◆ Exercise goal:
Copy out exactly the lines from the start of the data to the line containing "must have at". Include both.

===============

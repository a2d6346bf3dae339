use thiserror::Error;

/// Reasons a sample grid cannot be built
#[derive(Debug, Error, PartialEq)]
pub enum RasterError {
    #[error("grid must have at least one column and one row, got {columns}x{rows}")]
    EmptyGrid { columns: usize, rows: usize },

    #[error("grid step must be finite and positive, got {0}")]
    InvalidStep(f64),

    #[error("grid origin must be finite, got ({x}, {y})")]
    NonFiniteOrigin { x: f64, y: f64 },

    #[error("a {width}x{height} area cannot be sampled with step {step}")]
    GridTooLarge { width: f64, height: f64, step: f64 },
}
//! pnpoly - Even-odd point-in-polygon test and brute-force polygon rasterization

pub mod config;
pub mod domain;
pub mod error;
pub mod geometry;
pub mod raster;

pub use config::RasterConfig;
pub use domain::{Polygon, Vertex};
pub use error::RasterError;
pub use geometry::{Bounds, inside};
pub use raster::{Grid, Raster, rasterize};
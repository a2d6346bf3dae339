use serde::{Deserialize, Serialize};

/// A 2D coordinate, used both for polygon corners and query points
#[derive(Debug, Clone, Copy, PartialEq, Default, Serialize, Deserialize)]
pub struct Vertex {
    pub x: f64,
    pub y: f64,
}

impl Vertex {
    pub fn new(x: f64, y: f64) -> Self {
        Self { x, y }
    }

    /// Shift the vertex by (dx, dy)
    pub fn translate(self, dx: f64, dy: f64) -> Self {
        Self {
            x: self.x + dx,
            y: self.y + dy,
        }
    }

    pub fn is_finite(&self) -> bool {
        self.x.is_finite() && self.y.is_finite()
    }
}

impl From<(f64, f64)> for Vertex {
    fn from((x, y): (f64, f64)) -> Self {
        Self { x, y }
    }
}

impl From<geo::Coord<f64>> for Vertex {
    fn from(c: geo::Coord<f64>) -> Self {
        Self { x: c.x, y: c.y }
    }
}

impl From<Vertex> for geo::Coord<f64> {
    fn from(v: Vertex) -> Self {
        geo::coord! { x: v.x, y: v.y }
    }
}

#[cfg(test)]
mod tests {
    use super::*;

    #[test]
    fn test_translate() {
        let v = Vertex::new(1.0, 2.0).translate(-3.0, 0.5);
        assert_eq!(v, Vertex::new(-2.0, 2.5));
    }

    #[test]
    fn test_geo_coord_conversion() {
        let v = Vertex::from(geo::coord! { x: 4.0, y: -1.5 });
        assert_eq!(v, Vertex::new(4.0, -1.5));

        let c: geo::Coord<f64> = v.into();
        assert_eq!(c.x, 4.0);
        assert_eq!(c.y, -1.5);
    }

    #[test]
    fn test_toml_round_trip() {
        let v = Vertex::new(1.5, -2.0);
        let text = toml::to_string(&v).unwrap();
        assert!(text.contains("x = 1.5"));

        let back: Vertex = toml::from_str(&text).unwrap();
        assert_eq!(back, v);
    }

    #[test]
    fn test_is_finite() {
        assert!(Vertex::new(0.0, 1.0).is_finite());
        assert!(!Vertex::new(f64::NAN, 1.0).is_finite());
        assert!(!Vertex::new(0.0, f64::INFINITY).is_finite());
    }
}
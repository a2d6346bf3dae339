use super::Vertex;
use crate::geometry::{Bounds, inside};

/// A simple polygon stored as an open ring of vertices
///
/// The last vertex implicitly connects back to the first. Construction never
/// validates: degenerate polygons (fewer than 3 vertices) are representable
/// and can still be queried, see [`Polygon::is_valid`].
#[derive(Debug, Clone, PartialEq, Default)]
pub struct Polygon {
    vertices: Vec<Vertex>,
}

impl Polygon {
    pub fn new(vertices: Vec<Vertex>) -> Self {
        Self { vertices }
    }

    /// Build a polygon from a ring that may repeat its first vertex at the end
    ///
    /// GIS formats close rings explicitly. The duplicate would add a
    /// zero-length edge, so it is dropped.
    pub fn from_closed_ring(mut vertices: Vec<Vertex>) -> Self {
        if vertices.len() > 1 && vertices.first() == vertices.last() {
            vertices.pop();
        }
        Self { vertices }
    }

    pub fn is_valid(&self) -> bool {
        self.vertices.len() >= 3
    }

    pub fn len(&self) -> usize {
        self.vertices.len()
    }

    pub fn is_empty(&self) -> bool {
        self.vertices.is_empty()
    }

    pub fn vertices(&self) -> &[Vertex] {
        &self.vertices
    }

    /// Even-odd containment test, see [`inside`]
    pub fn contains(&self, point: Vertex) -> bool {
        inside(&self.vertices, point)
    }

    /// Same polygon with the opposite winding order
    pub fn reversed(&self) -> Self {
        Self {
            vertices: self.vertices.iter().rev().copied().collect(),
        }
    }

    pub fn translated(&self, dx: f64, dy: f64) -> Self {
        Self {
            vertices: self
                .vertices
                .iter()
                .map(|v| v.translate(dx, dy))
                .collect(),
        }
    }

    pub fn bounds(&self) -> Option<Bounds> {
        Bounds::from_vertices(&self.vertices)
    }
}

impl From<Vec<(f64, f64)>> for Polygon {
    fn from(points: Vec<(f64, f64)>) -> Self {
        Self::new(points.into_iter().map(Vertex::from).collect())
    }
}

impl From<&geo::LineString<f64>> for Polygon {
    fn from(ring: &geo::LineString<f64>) -> Self {
        Self::from_closed_ring(ring.coords().map(|&c| Vertex::from(c)).collect())
    }
}

/// Only the exterior ring is kept; interior rings are ignored
impl From<&geo::Polygon<f64>> for Polygon {
    fn from(polygon: &geo::Polygon<f64>) -> Self {
        Self::from(polygon.exterior())
    }
}

#[cfg(test)]
mod tests {
    use super::*;
    use geo::{LineString, polygon};

    fn square() -> Polygon {
        Polygon::from(vec![(0.0, 0.0), (10.0, 0.0), (10.0, 10.0), (0.0, 10.0)])
    }

    #[test]
    fn test_is_valid() {
        assert!(square().is_valid());
        assert!(!Polygon::default().is_valid());
        assert!(!Polygon::from(vec![(0.0, 0.0), (1.0, 1.0)]).is_valid());
    }

    #[test]
    fn test_contains() {
        let sq = square();
        assert!(sq.contains(Vertex::new(5.0, 5.0)));
        assert!(!sq.contains(Vertex::new(15.0, 5.0)));
    }

    #[test]
    fn test_from_closed_ring_drops_duplicate() {
        let ring = vec![
            Vertex::new(0.0, 0.0),
            Vertex::new(1.0, 0.0),
            Vertex::new(1.0, 1.0),
            Vertex::new(0.0, 0.0),
        ];
        let p = Polygon::from_closed_ring(ring);
        assert_eq!(p.len(), 3);

        let single = Polygon::from_closed_ring(vec![Vertex::new(2.0, 2.0)]);
        assert_eq!(single.len(), 1);
    }

    #[test]
    fn test_from_geo_line_string() {
        let ring: LineString<f64> = vec![(0.0, 0.0), (4.0, 0.0), (4.0, 4.0), (0.0, 4.0)].into();
        // geo closes rings on demand; make sure both forms agree.
        let mut closed = ring.clone();
        closed.close();

        let open = Polygon::from(&ring);
        let shut = Polygon::from(&closed);
        assert_eq!(open, shut);
        assert_eq!(shut.len(), 4);
    }

    #[test]
    fn test_from_geo_polygon_ignores_holes() {
        let with_hole = polygon!(
            exterior: [
                (x: 0.0, y: 0.0),
                (x: 10.0, y: 0.0),
                (x: 10.0, y: 10.0),
                (x: 0.0, y: 10.0),
            ],
            interiors: [
                [
                    (x: 4.0, y: 4.0),
                    (x: 6.0, y: 4.0),
                    (x: 6.0, y: 6.0),
                    (x: 4.0, y: 6.0),
                ],
            ],
        );

        let p = Polygon::from(&with_hole);
        assert_eq!(p.len(), 4);
        assert!(p.contains(Vertex::new(5.0, 5.0)));
    }

    #[test]
    fn test_reversed_and_translated() {
        let sq = square();
        let rev = sq.reversed();
        assert_eq!(rev.vertices()[0], Vertex::new(0.0, 10.0));
        assert_eq!(rev.len(), sq.len());

        let moved = sq.translated(100.0, -100.0);
        assert_eq!(moved.vertices()[2], Vertex::new(110.0, -90.0));
        assert!(moved.contains(Vertex::new(105.0, -95.0)));
    }

    #[test]
    fn test_bounds() {
        let b = square().bounds().unwrap();
        assert_eq!(b.width(), 10.0);
        assert_eq!(b.height(), 10.0);
        assert!(Polygon::default().bounds().is_none());
    }
}
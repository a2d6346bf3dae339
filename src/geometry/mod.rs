pub mod bounds;
pub mod point_in_polygon;

pub use bounds::Bounds;
pub use point_in_polygon::inside;
pub mod polygon;
pub mod vertex;

pub use polygon::Polygon;
pub use vertex::Vertex;
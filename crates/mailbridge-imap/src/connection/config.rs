//! Connection configuration types.

use std::time::Duration;

/// Port on which servers expect TLS from the first byte.
pub const IMPLICIT_TLS_PORT: u16 = 993;

/// Connection security mode.
#[derive(Debug, Clone, Copy, PartialEq, Eq, Default)]
pub enum Security {
    /// No encryption. Used for every port other than 993.
    None,
    /// TLS from the start (port 993).
    #[default]
    Implicit,
}

impl Security {
    /// Picks the security mode from the port: 993 means implicit TLS,
    /// anything else stays plaintext.
    #[must_use]
    pub const fn for_port(port: u16) -> Self {
        if port == IMPLICIT_TLS_PORT {
            Self::Implicit
        } else {
            Self::None
        }
    }
}

/// IMAP connection configuration.
#[derive(Debug, Clone)]
pub struct Config {
    /// Server hostname. Also used for certificate validation.
    pub host: String,
    /// Server port.
    pub port: u16,
    /// Security mode.
    pub security: Security,
    /// Bound on TCP connect plus TLS handshake.
    pub connect_timeout: Duration,
    /// Bound on each command exchange, greeting included.
    pub io_timeout: Duration,
}

impl Config {
    /// Creates a configuration whose security mode follows the port.
    #[must_use]
    pub fn new(host: impl Into<String>, port: u16) -> Self {
        Self::builder(host).port(port).build()
    }

    /// Creates a configuration builder.
    #[must_use]
    pub fn builder(host: impl Into<String>) -> ConfigBuilder {
        ConfigBuilder::new(host)
    }
}

/// Builder for connection configuration.
#[derive(Debug, Clone)]
pub struct ConfigBuilder {
    host: String,
    port: u16,
    security: Option<Security>,
    connect_timeout: Duration,
    io_timeout: Duration,
}

impl ConfigBuilder {
    /// Creates a new builder with the given hostname.
    #[must_use]
    pub fn new(host: impl Into<String>) -> Self {
        Self {
            host: host.into(),
            port: IMPLICIT_TLS_PORT,
            security: None,
            connect_timeout: Duration::from_secs(30),
            io_timeout: Duration::from_secs(60),
        }
    }

    /// Sets the port.
    #[must_use]
    pub const fn port(mut self, port: u16) -> Self {
        self.port = port;
        self
    }

    /// Overrides the security mode derived from the port.
    #[must_use]
    pub const fn security(mut self, security: Security) -> Self {
        self.security = Some(security);
        self
    }

    /// Sets the connection timeout.
    #[must_use]
    pub const fn connect_timeout(mut self, timeout: Duration) -> Self {
        self.connect_timeout = timeout;
        self
    }

    /// Sets the I/O timeout.
    #[must_use]
    pub const fn io_timeout(mut self, timeout: Duration) -> Self {
        self.io_timeout = timeout;
        self
    }

    /// Builds the configuration.
    #[must_use]
    pub fn build(self) -> Config {
        Config {
            host: self.host,
            port: self.port,
            security: self
                .security
                .unwrap_or_else(|| Security::for_port(self.port)),
            connect_timeout: self.connect_timeout,
            io_timeout: self.io_timeout,
        }
    }
}

#[cfg(test)]
mod tests {
    use super::*;

    #[test]
    fn test_security_follows_port() {
        assert_eq!(Security::for_port(993), Security::Implicit);
        assert_eq!(Security::for_port(143), Security::None);
        assert_eq!(Security::for_port(1143), Security::None);
    }

    #[test]
    fn test_config_new() {
        let config = Config::new("imap.example.com", 993);
        assert_eq!(config.host, "imap.example.com");
        assert_eq!(config.port, 993);
        assert_eq!(config.security, Security::Implicit);
        assert_eq!(config.connect_timeout, Duration::from_secs(30));
        assert_eq!(config.io_timeout, Duration::from_secs(60));
    }

    #[test]
    fn test_config_builder() {
        let config = Config::builder("localhost")
            .port(1143)
            .connect_timeout(Duration::from_secs(5))
            .io_timeout(Duration::from_secs(10))
            .build();

        assert_eq!(config.port, 1143);
        assert_eq!(config.security, Security::None);
        assert_eq!(config.connect_timeout, Duration::from_secs(5));
        assert_eq!(config.io_timeout, Duration::from_secs(10));
    }

    #[test]
    fn test_explicit_security_wins() {
        let config = Config::builder("localhost")
            .port(10993)
            .security(Security::Implicit)
            .build();
        assert_eq!(config.security, Security::Implicit);
    }
}
//! IMAP token types.

/// Token types produced by the lexer.
#[derive(Debug, Clone, PartialEq, Eq)]
pub enum Token<'a> {
    /// Atom (unquoted string without special characters).
    Atom(&'a str),
    /// Quoted string, unescaped.
    QuotedString(String),
    /// Literal payload; the `{n}` prefix has already been consumed.
    Literal(Vec<u8>),
    /// Number.
    Number(u32),
    /// `(`
    LParen,
    /// `)`
    RParen,
    /// `[`
    LBracket,
    /// `]`
    RBracket,
    /// Space character.
    Space,
    /// `*` (untagged response prefix).
    Asterisk,
    /// `+` (continuation response prefix).
    Plus,
    /// NIL.
    Nil,
    /// CRLF line ending.
    Crlf,
    /// End of input.
    Eof,
}
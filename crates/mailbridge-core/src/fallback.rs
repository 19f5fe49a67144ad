//! Illustrative inbox served when the real one cannot be reached.

use chrono::{DateTime, Duration, Utc};
use mailbridge_mime::format_rfc3339;

use crate::model::MailMessage;

/// Returns four sample messages stamped relative to `now`.
///
/// Ids follow the `"{seq}-{batch_millis}"` scheme of real batches.
#[must_use]
pub fn mock_batch(now: DateTime<Utc>) -> Vec<MailMessage> {
    let millis = now.timestamp_millis();
    let message = |seq: u32, hours_ago: i64, from: &str, subject: &str, body: &str| MailMessage {
        id: format!("{seq}-{millis}"),
        from: from.to_string(),
        to: "inbox@example.com".to_string(),
        subject: subject.to_string(),
        body: body.to_string(),
        html_body: None,
        date: format_rfc3339(now - Duration::hours(hours_ago)),
        read: true,
        starred: false,
        has_attachments: false,
    };

    vec![
        MailMessage {
            read: false,
            ..message(
                1,
                1,
                "Maria Lopez <maria.lopez@example.com>",
                "Quote request for the spring campaign",
                "Hi, could you send over a quote for 500 printed flyers by Friday?",
            )
        },
        MailMessage {
            starred: true,
            has_attachments: true,
            html_body: Some("<p>Invoice <b>INV-2041</b> is attached.</p>".to_string()),
            ..message(
                2,
                5,
                "Accounts <billing@supplier.example>",
                "Invoice INV-2041",
                "Invoice INV-2041 is attached. Payment is due within 30 days.",
            )
        },
        message(
            3,
            26,
            "Tom Becker <tom@example.net>",
            "Re: Meeting on Thursday",
            "Thursday at 10:00 works for me. See you then.",
        ),
        MailMessage {
            read: false,
            starred: true,
            ..message(
                4,
                72,
                "Support <noreply@service.example>",
                "Your subscription renews soon",
                "Your annual plan renews in 7 days. No action is needed.",
            )
        },
    ]
}
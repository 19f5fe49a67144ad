//! Message flags.

/// Message flags.
#[derive(Debug, Clone, PartialEq, Eq, Hash)]
pub enum Flag {
    /// Message has been read.
    Seen,
    /// Message has been answered.
    Answered,
    /// Message is flagged for special attention.
    Flagged,
    /// Message is marked for deletion.
    Deleted,
    /// Message is a draft.
    Draft,
    /// Message is recent (first session to see it).
    Recent,
    /// Any other flag or keyword, kept verbatim.
    Keyword(String),
}

impl Flag {
    /// Parses a flag string.
    #[must_use]
    pub fn parse(s: &str) -> Self {
        match s.to_ascii_uppercase().as_str() {
            "\\SEEN" => Self::Seen,
            "\\ANSWERED" => Self::Answered,
            "\\FLAGGED" => Self::Flagged,
            "\\DELETED" => Self::Deleted,
            "\\DRAFT" => Self::Draft,
            "\\RECENT" => Self::Recent,
            _ => Self::Keyword(s.to_string()),
        }
    }

    /// Returns the flag as an IMAP string.
    #[must_use]
    pub fn as_str(&self) -> &str {
        match self {
            Self::Seen => "\\Seen",
            Self::Answered => "\\Answered",
            Self::Flagged => "\\Flagged",
            Self::Deleted => "\\Deleted",
            Self::Draft => "\\Draft",
            Self::Recent => "\\Recent",
            Self::Keyword(s) => s,
        }
    }
}

impl std::fmt::Display for Flag {
    fn fmt(&self, f: &mut std::fmt::Formatter<'_>) -> std::fmt::Result {
        write!(f, "{}", self.as_str())
    }
}

/// Collection of message flags.
#[derive(Debug, Clone, Default, PartialEq, Eq)]
pub struct Flags {
    flags: Vec<Flag>,
}

impl Flags {
    /// Creates an empty flags collection.
    #[must_use]
    pub fn new() -> Self {
        Self::default()
    }

    /// Creates flags from a vector.
    #[must_use]
    pub fn from_vec(flags: Vec<Flag>) -> Self {
        let mut collected = Self::new();
        for flag in flags {
            collected.insert(flag);
        }
        collected
    }

    /// Adds a flag.
    pub fn insert(&mut self, flag: Flag) {
        if !self.flags.contains(&flag) {
            self.flags.push(flag);
        }
    }

    /// Returns true if the flag is present.
    #[must_use]
    pub fn contains(&self, flag: &Flag) -> bool {
        self.flags.contains(flag)
    }

    /// Returns true if a flag with this exact name is present, ignoring case.
    ///
    /// Works for system flags and keywords alike, e.g. `\Unseen` or `$Junk`.
    #[must_use]
    pub fn contains_named(&self, name: &str) -> bool {
        self.flags.iter().any(|f| f.as_str().eq_ignore_ascii_case(name))
    }

    /// Returns true if any flag name contains `needle`, ignoring ASCII case.
    #[must_use]
    pub fn mentions(&self, needle: &str) -> bool {
        let needle = needle.to_ascii_lowercase();
        self.flags
            .iter()
            .any(|f| f.as_str().to_ascii_lowercase().contains(&needle))
    }

    /// Returns true if the message has been seen.
    #[must_use]
    pub fn is_seen(&self) -> bool {
        self.contains(&Flag::Seen)
    }

    /// Returns true if the message is flagged.
    #[must_use]
    pub fn is_flagged(&self) -> bool {
        self.contains(&Flag::Flagged)
    }

    /// Returns an iterator over the flags.
    pub fn iter(&self) -> impl Iterator<Item = &Flag> {
        self.flags.iter()
    }

    /// Returns the number of flags.
    #[must_use]
    pub fn len(&self) -> usize {
        self.flags.len()
    }

    /// Returns true if there are no flags.
    #[must_use]
    pub fn is_empty(&self) -> bool {
        self.flags.is_empty()
    }
}

impl IntoIterator for Flags {
    type Item = Flag;
    type IntoIter = std::vec::IntoIter<Flag>;

    fn into_iter(self) -> Self::IntoIter {
        self.flags.into_iter()
    }
}

#[cfg(test)]
mod tests {
    use super::*;

    #[test]
    fn parse_system_flags_case_insensitive() {
        assert_eq!(Flag::parse("\\Seen"), Flag::Seen);
        assert_eq!(Flag::parse("\\SEEN"), Flag::Seen);
        assert_eq!(Flag::parse("\\flagged"), Flag::Flagged);
        assert_eq!(Flag::parse("\\Draft"), Flag::Draft);
    }

    #[test]
    fn parse_keyword_keeps_spelling() {
        assert_eq!(
            Flag::parse("$HasAttachment"),
            Flag::Keyword("$HasAttachment".to_string())
        );
        assert_eq!(Flag::Keyword("\\Unseen".into()).as_str(), "\\Unseen");
    }

    #[test]
    fn from_vec_deduplicates() {
        let flags = Flags::from_vec(vec![Flag::Seen, Flag::Seen, Flag::Flagged]);
        assert_eq!(flags.len(), 2);
        assert!(flags.is_seen());
        assert!(flags.is_flagged());
    }

    #[test]
    fn contains_named_matches_keywords() {
        let flags = Flags::from_vec(vec![Flag::parse("\\Unseen"), Flag::Seen]);
        assert!(flags.contains_named("\\UNSEEN"));
        assert!(flags.contains_named("\\seen"));
        assert!(!flags.contains_named("\\Flagged"));
    }

    #[test]
    fn mentions_is_substring_search() {
        let flags = Flags::from_vec(vec![Flag::parse("$HasAttachment")]);
        assert!(flags.mentions("attachment"));
        assert!(!Flags::new().mentions("attachment"));
    }

    #[test]
    fn display() {
        assert_eq!(Flag::Answered.to_string(), "\\Answered");
        assert_eq!(Flag::Keyword("Work".into()).to_string(), "Work");
    }
}
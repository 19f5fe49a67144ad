//! Tags and sequence numbers.

use std::num::NonZeroU32;

/// IMAP command tag.
///
/// Each command carries a unique tag and the server echoes it on the
/// completion line, which is how a response is matched to its command.
#[derive(Debug, Clone, PartialEq, Eq, Hash)]
pub struct Tag(pub String);

impl Tag {
    /// Creates a new tag from a string.
    #[must_use]
    pub fn new(tag: impl Into<String>) -> Self {
        Self(tag.into())
    }

    /// Returns the tag as a string slice.
    #[must_use]
    pub fn as_str(&self) -> &str {
        &self.0
    }
}

impl std::fmt::Display for Tag {
    fn fmt(&self, f: &mut std::fmt::Formatter<'_>) -> std::fmt::Result {
        write!(f, "{}", self.0)
    }
}

/// Message sequence number.
///
/// Sequence numbers are assigned to messages in a mailbox starting from 1.
/// They are session-scoped and change when messages are expunged.
#[derive(Debug, Clone, Copy, PartialEq, Eq, PartialOrd, Ord, Hash)]
pub struct SeqNum(pub NonZeroU32);

impl SeqNum {
    /// Creates a new sequence number.
    ///
    /// Returns `None` if the value is 0.
    #[must_use]
    pub fn new(n: u32) -> Option<Self> {
        NonZeroU32::new(n).map(Self)
    }

    /// Returns the underlying value.
    #[must_use]
    pub const fn get(self) -> u32 {
        self.0.get()
    }
}

impl std::fmt::Display for SeqNum {
    fn fmt(&self, f: &mut std::fmt::Formatter<'_>) -> std::fmt::Result {
        write!(f, "{}", self.0)
    }
}
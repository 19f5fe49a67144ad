//! Error types for the inbox pipeline.

use thiserror::Error;

/// Failure classes of one inbox fetch.
///
/// The class decides what the caller sees: authentication failures are
/// always surfaced, everything else is subject to the fallback policy.
#[derive(Debug, Clone, Error, PartialEq, Eq)]
pub enum InboxError {
    /// Transport, TLS or greeting failure.
    #[error("Connection failed: {0}")]
    Connection(String),

    /// Blank credentials or a rejected LOGIN.
    #[error("Authentication failed: {0}")]
    Authentication(String),

    /// One FETCH response could not be turned into a message.
    #[error("Protocol error: {0}")]
    Protocol(String),

    /// Anything else: SELECT/SEARCH failure, deadline, bad request.
    #[error("{0}")]
    Unclassified(String),
}

impl InboxError {
    /// Returns true for authentication failures.
    #[must_use]
    pub const fn is_auth(&self) -> bool {
        matches!(self, Self::Authentication(_))
    }
}

/// Result type alias using our Error type.
pub type Result<T> = std::result::Result<T, InboxError>;
//! Per-message FETCH loop.

use chrono::{DateTime, Utc};
use mailbridge_imap::{Client, FetchItems, Selected, SeqNum};
use tokio::io::{AsyncRead, AsyncWrite};
use tracing::{debug, warn};

use crate::handler::FetchBatch;
use crate::message::build_message;

/// Fetches and converts each message in `seqs`, one command at a time.
///
/// A message that the server refuses, that fails to parse or that lacks a
/// subject or sender is skipped. A lost connection stops the loop; the
/// messages gathered so far are kept.
pub async fn fetch_messages<S>(
    client: &mut Client<S, Selected>,
    seqs: &[SeqNum],
    batch_time: DateTime<Utc>,
) -> FetchBatch
where
    S: AsyncRead + AsyncWrite + Unpin,
{
    let items = FetchItems::message_view();
    let batch_millis = batch_time.timestamp_millis();
    let mut batch = FetchBatch::default();

    for &seq in seqs {
        batch.attempted += 1;

        let fetched = match client.fetch(seq, &items).await {
            Ok(fetched) => fetched,
            Err(e) if e.is_connection_lost() => {
                warn!(%seq, error = %e, "connection lost while fetching, stopping");
                batch.dropped += 1;
                break;
            }
            Err(e) => {
                warn!(%seq, error = %e, "fetch failed, skipping message");
                batch.dropped += 1;
                continue;
            }
        };

        match build_message(seq, &fetched, batch_millis, batch_time) {
            Ok(message) => batch.messages.push(message),
            Err(e) => {
                warn!(%seq, error = %e, "unusable message, skipping");
                batch.dropped += 1;
            }
        }
    }

    debug!(
        attempted = batch.attempted,
        dropped = batch.dropped,
        kept = batch.messages.len(),
        "fetch loop done"
    );
    batch
}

===============

◆ Output of the task:
repository a2d6346bf3dae339
use thiserror::Error;

/// Reasons a sample grid cannot be built
#[derive(Debug, Error, PartialEq)]
pub enum RasterError {
    #[error("grid must have at least one column and one row, got {columns}x{rows}")]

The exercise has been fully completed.